=== Begin Enclosure ===

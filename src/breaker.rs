//! Circuit breaker
//!
//! Every backend resource carries one breaker. The breaker is lock-free:
//! a monotonic failure counter and the epoch second of the last failure,
//! both atomics. State is derived from those two values and the process
//! tunables at read time, never stored, so there is no transition race.

use std::sync::atomic::{AtomicU32, AtomicU64, Ordering};
use std::time::{Duration, SystemTime, UNIX_EPOCH};

/// Failures at which a breaker opens. Process-wide tunable.
static MAX_FAILURES: AtomicU32 = AtomicU32::new(12);

/// Seconds without a new failure after which an open breaker permits a
/// probe. Process-wide tunable.
static CALM_SECS: AtomicU64 = AtomicU64::new(90);

/// Set the process-wide failure threshold.
pub fn set_max_failures(n: u32) {
    MAX_FAILURES.store(n, Ordering::Relaxed);
}

/// The current process-wide failure threshold.
pub fn max_failures() -> u32 {
    MAX_FAILURES.load(Ordering::Relaxed)
}

/// Set the process-wide calm threshold: how long an open breaker must sit
/// without new failures before the next attempt becomes a probe.
pub fn set_calm_duration(d: Duration) {
    CALM_SECS.store(d.as_secs(), Ordering::Relaxed);
}

/// The current process-wide calm threshold.
pub fn calm_duration() -> Duration {
    Duration::from_secs(CALM_SECS.load(Ordering::Relaxed))
}

/// Derived breaker state.
#[derive(Debug, Clone, Copy, PartialEq, Eq)]
pub enum BreakerState {
    /// Fewer failures than the threshold; attempts pass through.
    Closed,
    /// Threshold reached and the last failure is recent; skip the resource
    /// without a network attempt.
    Open,
    /// Threshold reached but the calm period has elapsed; the next attempt
    /// is a probe. On probe success the caller invokes [`CircuitBreaker::reset`].
    HalfOpen,
}

/// Per-resource failure accounting.
#[derive(Debug)]
pub struct CircuitBreaker {
    failures: AtomicU32,
    last_failure_unix: AtomicU64,
}

impl Default for CircuitBreaker {
    fn default() -> Self {
        Self::new()
    }
}

impl CircuitBreaker {
    /// A closed breaker. The initial last-failure timestamp is epoch
    /// second 1, i.e. calm since forever.
    pub fn new() -> Self {
        CircuitBreaker {
            failures: AtomicU32::new(0),
            last_failure_unix: AtomicU64::new(1),
        }
    }

    /// The monotonic failure count. Successes never decrement it; only
    /// [`CircuitBreaker::reset`] clears it.
    pub fn failures(&self) -> u32 {
        self.failures.load(Ordering::Relaxed)
    }

    /// Record one failure and stamp it. Returns the recorded epoch second.
    pub fn record_failure(&self) -> u64 {
        let now = unix_now();
        self.failures.fetch_add(1, Ordering::Relaxed);
        self.last_failure_unix.store(now, Ordering::Relaxed);
        now
    }

    /// Successes do not decay the counter; only elapsed calm time does.
    /// Present so call sites read symmetrically.
    pub fn record_success(&self) {}

    /// Clear the counter after a successful half-open probe.
    pub fn reset(&self) {
        self.failures.store(0, Ordering::Relaxed);
    }

    /// Derive the state and report the last failure time.
    pub fn state(&self) -> (BreakerState, SystemTime) {
        let failures = self.failures.load(Ordering::Relaxed);
        let last = self.last_failure_unix.load(Ordering::Relaxed);
        let last_time = UNIX_EPOCH + Duration::from_secs(last);

        if failures < max_failures() {
            return (BreakerState::Closed, last_time);
        }
        let elapsed = unix_now().saturating_sub(last);
        if elapsed < CALM_SECS.load(Ordering::Relaxed) {
            (BreakerState::Open, last_time)
        } else {
            (BreakerState::HalfOpen, last_time)
        }
    }
}

fn unix_now() -> u64 {
    SystemTime::now()
        .duration_since(UNIX_EPOCH)
        .map(|d| d.as_secs())
        .unwrap_or(0)
}
//! Streaming tag scanner
//!
//! Locates `<esi:include ... />` markers in a byte stream and emits one raw
//! record per complete marker. The scanner is incremental: bytes may be fed
//! in arbitrary chunks and a marker straddling any number of chunk
//! boundaries is still found at its correct absolute offsets.

use bytes::Bytes;

/// The literal tag prefix. Matching is byte-exact; no case folding.
const TAG_PREFIX: &[u8] = b"<esi:include";

/// One located marker: the raw attribute bytes (everything between `<esi:`
/// and `/>`, so the leading `include` word is part of it) plus the absolute
/// byte range `[start, end)` of the whole marker in the scanned stream.
#[derive(Debug, Clone, PartialEq, Eq)]
pub struct RawMarker {
    /// Bytes between `<esi:` and `/>`, including the `include` token and any
    /// whitespace before the closing slash
    pub raw_attributes: Bytes,
    /// Offset of the leading `<`
    pub start: usize,
    /// One past the closing `>`
    pub end: usize,
}

enum State {
    /// Searching for the tag prefix; `matched` bytes of it seen so far
    Searching { matched: usize },
    /// Inside a tag, collecting attribute bytes until an unquoted `/>`
    InTag {
        start: usize,
        buf: Vec<u8>,
        quote: Option<u8>,
        slash_pending: bool,
    },
}

/// Incremental scanner for include markers.
///
/// Feed chunks with [`TagScanner::feed`], then collect the complete markers
/// with [`TagScanner::finish`]. A tag whose closing `/>` never arrives is
/// silently dropped; that is not an error.
pub struct TagScanner {
    state: State,
    pos: usize,
    markers: Vec<RawMarker>,
}

impl Default for TagScanner {
    fn default() -> Self {
        Self::new()
    }
}

impl TagScanner {
    /// Create a scanner positioned at stream offset zero.
    pub fn new() -> Self {
        TagScanner {
            state: State::Searching { matched: 0 },
            pos: 0,
            markers: Vec::new(),
        }
    }

    /// Consume one chunk of the stream. Offsets of emitted markers are
    /// absolute across all chunks fed so far.
    pub fn feed(&mut self, chunk: &[u8]) {
        for &c in chunk {
            self.step(c);
            self.pos += 1;
        }
    }

    fn step(&mut self, c: u8) {
        match &mut self.state {
            State::Searching { matched } => {
                if c == TAG_PREFIX[*matched] {
                    *matched += 1;
                    if *matched == TAG_PREFIX.len() {
                        // The prefix ends one byte before the next position;
                        // the attribute record keeps the `include` word.
                        self.state = State::InTag {
                            start: self.pos + 1 - TAG_PREFIX.len(),
                            buf: b"include".to_vec(),
                            quote: None,
                            slash_pending: false,
                        };
                    }
                } else if c == TAG_PREFIX[0] {
                    // `<` restarts the only viable partial match.
                    *matched = 1;
                } else {
                    *matched = 0;
                }
            }
            State::InTag {
                start,
                buf,
                quote,
                slash_pending,
            } => {
                if *slash_pending {
                    *slash_pending = false;
                    if c == b'>' {
                        let marker = RawMarker {
                            raw_attributes: Bytes::from(std::mem::take(buf)),
                            start: *start,
                            end: self.pos + 1,
                        };
                        self.markers.push(marker);
                        self.state = State::Searching { matched: 0 };
                        return;
                    }
                    // The slash was ordinary content after all.
                    buf.push(b'/');
                }

                match *quote {
                    Some(q) => {
                        buf.push(c);
                        if c == q {
                            *quote = None;
                        }
                    }
                    None => {
                        if c == b'"' || c == b'\'' {
                            *quote = Some(c);
                            buf.push(c);
                        } else if c == b'/' {
                            *slash_pending = true;
                        } else {
                            buf.push(c);
                        }
                    }
                }
            }
        }
    }

    /// Finish scanning and return the complete markers in document order.
    /// An open tag without its closing `/>` is discarded.
    pub fn finish(self) -> Vec<RawMarker> {
        self.markers
    }
}

/// Scan a fully buffered body in one call.
pub fn scan(body: &[u8]) -> Vec<RawMarker> {
    let mut scanner = TagScanner::new();
    scanner.feed(body);
    scanner.finish()
}

/// Scan a readable byte stream without buffering it whole.
pub fn scan_reader<R: std::io::Read>(mut reader: R) -> crate::error::Result<Vec<RawMarker>> {
    let mut scanner = TagScanner::new();
    let mut buf = [0u8; 8 * 1024];
    loop {
        let n = reader
            .read(&mut buf)
            .map_err(|e| crate::error::EsiError::Temporary(format!("body read: {}", e)))?;
        if n == 0 {
            break;
        }
        scanner.feed(&buf[..n]);
    }
    Ok(scanner.finish())
}
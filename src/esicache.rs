//! Result cache facade
//!
//! Tags with `ttl > 0` cache their fetched payload under the entity
//! fingerprint. Several named caches can be registered per path scope:
//! writes fan out to all of them, reads race them and the first non-empty
//! hit wins. A miss is never an error.

use std::collections::HashMap;
use std::sync::{Arc, RwLock};
use std::time::{Duration, SystemTime};

use async_trait::async_trait;
use bytes::Bytes;
use tokio::task::JoinSet;
use tracing::debug;

use crate::error::{EsiError, Result};

/// One backing cache. Implementations are responsible for their own
/// thread safety and expiry handling.
#[async_trait]
pub trait Cacher: Send + Sync {
    /// Store a value under the key for `ttl`.
    async fn set(&self, key: &str, value: Bytes, ttl: Duration) -> Result<()>;

    /// Fetch a value; `None` on miss or expiry.
    async fn get(&self, key: &str) -> Result<Option<Bytes>>;
}

/// Build a cache from a configuration URL: `memory` for the in-process
/// cache, `redis://...` for a Redis-backed one.
pub fn new_cacher(url: &str) -> Result<Arc<dyn Cacher>> {
    if url == "memory" {
        return Ok(Arc::new(MemoryCache::new()));
    }
    match url.split_once("://").map(|(s, _)| s.to_ascii_lowercase()) {
        Some(scheme) if scheme == "redis" => {
            Ok(Arc::new(crate::backend::redis::RedisCache::new(url)?))
        }
        _ => Err(EsiError::NotSupported(format!(
            "no cache backend for URL {:?}",
            url
        ))),
    }
}

struct MemoryEntry {
    data: Bytes,
    expires_at: SystemTime,
}

/// In-process cache with per-entry TTL. Expired entries are dropped
/// lazily on access.
#[derive(Default)]
pub struct MemoryCache {
    storage: RwLock<HashMap<String, MemoryEntry>>,
}

impl MemoryCache {
    pub fn new() -> Self {
        Self::default()
    }
}

#[async_trait]
impl Cacher for MemoryCache {
    async fn set(&self, key: &str, value: Bytes, ttl: Duration) -> Result<()> {
        let entry = MemoryEntry {
            data: value,
            expires_at: SystemTime::now() + ttl,
        };
        let mut storage = self.storage.write().expect("cache lock poisoned");
        storage.insert(key.to_owned(), entry);
        Ok(())
    }

    async fn get(&self, key: &str) -> Result<Option<Bytes>> {
        let now = SystemTime::now();
        {
            let storage = self.storage.read().expect("cache lock poisoned");
            match storage.get(key) {
                Some(entry) if entry.expires_at > now => return Ok(Some(entry.data.clone())),
                Some(_) => {}
                None => return Ok(None),
            }
        }
        let mut storage = self.storage.write().expect("cache lock poisoned");
        storage.remove(key);
        Ok(None)
    }
}

/// Named caches per path scope.
///
/// The scope is the path prefix the host configured (`/`, `/checkout`,
/// ...); each scope can carry several caches, possibly of different
/// backends.
#[derive(Default)]
pub struct CacheRegistry {
    caches: RwLock<HashMap<String, Vec<Arc<dyn Cacher>>>>,
}

impl CacheRegistry {
    pub fn new() -> Self {
        Self::default()
    }

    /// Attach a cache to a scope.
    pub fn register(&self, scope: &str, cache: Arc<dyn Cacher>) {
        let mut caches = self.caches.write().expect("cache registry lock poisoned");
        caches.entry(scope.to_owned()).or_default().push(cache);
    }

    /// Attach a cache built from a configuration URL.
    pub fn register_url(&self, scope: &str, url: &str) -> Result<()> {
        let cache = new_cacher(url)?;
        self.register(scope, cache);
        Ok(())
    }

    /// Number of caches registered for the scope.
    pub fn len(&self, scope: &str) -> usize {
        let caches = self.caches.read().expect("cache registry lock poisoned");
        caches.get(scope).map(Vec::len).unwrap_or(0)
    }

    /// Drop every registered cache.
    pub fn clear(&self) {
        let mut caches = self.caches.write().expect("cache registry lock poisoned");
        caches.clear();
    }

    /// Fan a write out to every cache of the scope. Individual cache
    /// errors are logged and swallowed; a broken cache must not fail the
    /// request that tried to fill it.
    pub async fn set(&self, scope: &str, key: &str, value: &Bytes, ttl: Duration) {
        let caches = self.scoped(scope);
        for cache in caches {
            if let Err(e) = cache.set(key, value.clone(), ttl).await {
                debug!(scope, key, error = %e, "cache write failed");
            }
        }
    }

    /// Race every cache of the scope; the first non-empty hit wins.
    /// Returns `None` when no cache holds the key.
    pub async fn get(&self, scope: &str, key: &str) -> Option<Bytes> {
        let caches = self.scoped(scope);
        if caches.is_empty() {
            return None;
        }

        let mut set = JoinSet::new();
        for cache in caches {
            let key = key.to_owned();
            set.spawn(async move { cache.get(&key).await });
        }
        while let Some(joined) = set.join_next().await {
            match joined {
                Ok(Ok(Some(data))) if !data.is_empty() => return Some(data),
                Ok(Ok(_)) => {}
                Ok(Err(e)) => debug!(scope, key, error = %e, "cache read failed"),
                Err(e) => debug!(scope, key, error = %e, "cache read task failed"),
            }
        }
        None
    }

    fn scoped(&self, scope: &str) -> Vec<Arc<dyn Cacher>> {
        let caches = self.caches.read().expect("cache registry lock poisoned");
        caches.get(scope).cloned().unwrap_or_default()
    }
}
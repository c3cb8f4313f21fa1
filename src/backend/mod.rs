//! Default backend handlers
//!
//! The registry ships factories for `http`/`https` (one shared connection
//! pool) and `redis`. Other schemes — `memcache`, `grpc`, anything
//! site-specific — are registered by the host through
//! [`crate::registry::ResourceRegistry::register_scheme_factory`] or an
//! alias binding.

pub mod http;
pub mod redis;

use std::sync::Arc;

use crate::error::Result;
use crate::registry::ResourceRegistry;
use crate::resource::ResourceHandler;

/// A registry with the default scheme factories installed.
pub fn default_registry() -> Result<ResourceRegistry> {
    let registry = ResourceRegistry::new();
    register_default_factories(&registry)?;
    Ok(registry)
}

/// Install the `http`, `https` and `redis` factories. The HTTP factory
/// hands every handler a clone of one shared client, so all HTTP
/// resources use one connection pool.
pub fn register_default_factories(registry: &ResourceRegistry) -> Result<()> {
    let client = http::build_client()?;
    for scheme in ["http", "https"] {
        let client = client.clone();
        registry.register_scheme_factory(
            scheme,
            Box::new(move |_opts| {
                Ok(Arc::new(http::HttpHandler::with_client(client.clone()))
                    as Arc<dyn ResourceHandler>)
            }),
        );
    }
    registry.register_scheme_factory(
        "redis",
        Box::new(|opts| Ok(Arc::new(redis::RedisHandler::new(opts)?) as Arc<dyn ResourceHandler>)),
    );
    Ok(())
}
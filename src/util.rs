//! Small parsing and formatting helpers shared across the crate:
//! durations (`9ms`, `1.2s`), human-readable byte sizes (`10kb`, `1MB`)
//! and HTTP header-name canonicalization.

use std::time::Duration;

use crate::error::{EsiError, Result};

/// Parse a duration attribute value such as `5ms`, `2s`, `1.2s` or `1m30s`.
///
/// Supported units: `ns`, `us`, `µs`, `ms`, `s`, `m`, `h`. Compound values
/// concatenate segments (`1m30s`). A bare number or an unknown unit is an
/// error.
pub fn parse_duration(input: &str) -> Result<Duration> {
    let s = input.trim();
    if s.is_empty() {
        return Err(EsiError::NotValid("empty duration".into()));
    }

    let mut total = Duration::ZERO;
    let mut rest = s;
    while !rest.is_empty() {
        let num_end = rest
            .find(|c: char| !c.is_ascii_digit() && c != '.')
            .ok_or_else(|| EsiError::NotValid(format!("duration {:?} is missing a unit", input)))?;
        if num_end == 0 {
            return Err(EsiError::NotValid(format!(
                "duration {:?} does not start with a number",
                input
            )));
        }
        let value: f64 = rest[..num_end]
            .parse()
            .map_err(|_| EsiError::NotValid(format!("bad number in duration {:?}", input)))?;

        let unit_end = rest[num_end..]
            .find(|c: char| c.is_ascii_digit())
            .map(|i| num_end + i)
            .unwrap_or(rest.len());
        let unit = &rest[num_end..unit_end];

        let nanos_per_unit: f64 = match unit {
            "ns" => 1.0,
            "us" | "\u{b5}s" => 1_000.0,
            "ms" => 1_000_000.0,
            "s" => 1_000_000_000.0,
            "m" => 60.0 * 1_000_000_000.0,
            "h" => 3600.0 * 1_000_000_000.0,
            _ => {
                return Err(EsiError::NotValid(format!(
                    "unknown unit {:?} in duration {:?}",
                    unit, input
                )))
            }
        };

        total += Duration::from_nanos((value * nanos_per_unit).round() as u64);
        rest = &rest[unit_end..];
    }

    Ok(total)
}

/// Format a duration the way tag attributes write them: integral
/// milliseconds below one second, seconds (with trimmed fraction) above.
pub fn format_duration(d: Duration) -> String {
    if d < Duration::from_secs(1) {
        if d < Duration::from_millis(1) {
            return format!("{}\u{b5}s", d.as_micros());
        }
        return format!("{}ms", d.as_millis());
    }
    let secs = d.as_secs_f64();
    let mut out = format!("{:.3}", secs);
    while out.ends_with('0') {
        out.pop();
    }
    if out.ends_with('.') {
        out.pop();
    }
    out.push('s');
    out
}

/// Parse a human-readable byte size such as `10kb`, `1MB`, `3.5GB` or
/// `10KiB`. Decimal suffixes are powers of 1000, `*iB` suffixes powers of
/// 1024, and a bare number is a plain byte count.
pub fn parse_bytes(input: &str) -> Result<u64> {
    let s = input.trim();
    if s.is_empty() {
        return Err(EsiError::NotValid("empty byte size".into()));
    }

    let num_end = s
        .find(|c: char| !c.is_ascii_digit() && c != '.')
        .unwrap_or(s.len());
    if num_end == 0 {
        return Err(EsiError::NotValid(format!(
            "byte size {:?} does not start with a number",
            input
        )));
    }
    let value: f64 = s[..num_end]
        .parse()
        .map_err(|_| EsiError::NotValid(format!("bad number in byte size {:?}", input)))?;

    let unit = s[num_end..].trim().to_ascii_lowercase();
    let factor: f64 = match unit.as_str() {
        "" | "b" => 1.0,
        "kb" | "k" => 1e3,
        "mb" | "m" => 1e6,
        "gb" | "g" => 1e9,
        "tb" | "t" => 1e12,
        "kib" => 1024.0,
        "mib" => 1024.0 * 1024.0,
        "gib" => 1024.0 * 1024.0 * 1024.0,
        "tib" => 1024.0 * 1024.0 * 1024.0 * 1024.0,
        _ => {
            return Err(EsiError::NotValid(format!(
                "unknown unit {:?} in byte size {:?}",
                unit, input
            )))
        }
    };

    Ok((value * factor).round() as u64)
}

/// Format a byte count into decimal units with trimmed precision:
/// `3000` → `3.0 kB`, `10000` → `10 kB`, `123456789` → `123 MB`.
pub fn format_bytes(bytes: u64) -> String {
    const UNITS: [&str; 5] = ["B", "kB", "MB", "GB", "TB"];

    let mut value = bytes as f64;
    let mut unit_index = 0;
    while value >= 1000.0 && unit_index < UNITS.len() - 1 {
        value /= 1000.0;
        unit_index += 1;
    }

    if unit_index == 0 {
        return format!("{} {}", bytes, UNITS[unit_index]);
    }
    if value < 10.0 {
        format!("{:.1} {}", value, UNITS[unit_index])
    } else {
        format!("{} {}", value.round() as u64, UNITS[unit_index])
    }
}

/// Canonicalize an HTTP header name: the first letter and every letter
/// following a `-` are uppercased, everything else lowercased
/// (`accept-language` → `Accept-Language`).
pub fn canonical_header_key(name: &str) -> String {
    let mut out = String::with_capacity(name.len());
    let mut upper_next = true;
    for c in name.chars() {
        if c == '-' {
            out.push('-');
            upper_next = true;
        } else if upper_next {
            out.extend(c.to_uppercase());
            upper_next = false;
        } else {
            out.extend(c.to_lowercase());
        }
    }
    out
}

/// Split a comma-separated list into trimmed, non-empty items.
pub fn comma_list(input: &str) -> Vec<String> {
    input
        .split(',')
        .map(str::trim)
        .filter(|s| !s.is_empty())
        .map(str::to_owned)
        .collect()
}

=== End Enclosure ===

Repeat exactly the lines above, starting with the first line of the records and finishing with the line holding "and the process". Add no other line.

▶ [Exercise response]:
filename src/breaker.rs
//! Circuit breaker
//!
//! Every backend resource carries one breaker. The breaker is lock-free:
//! a monotonic failure counter and the epoch second of the last failure,
//! both atomics. State is derived from those two values and the process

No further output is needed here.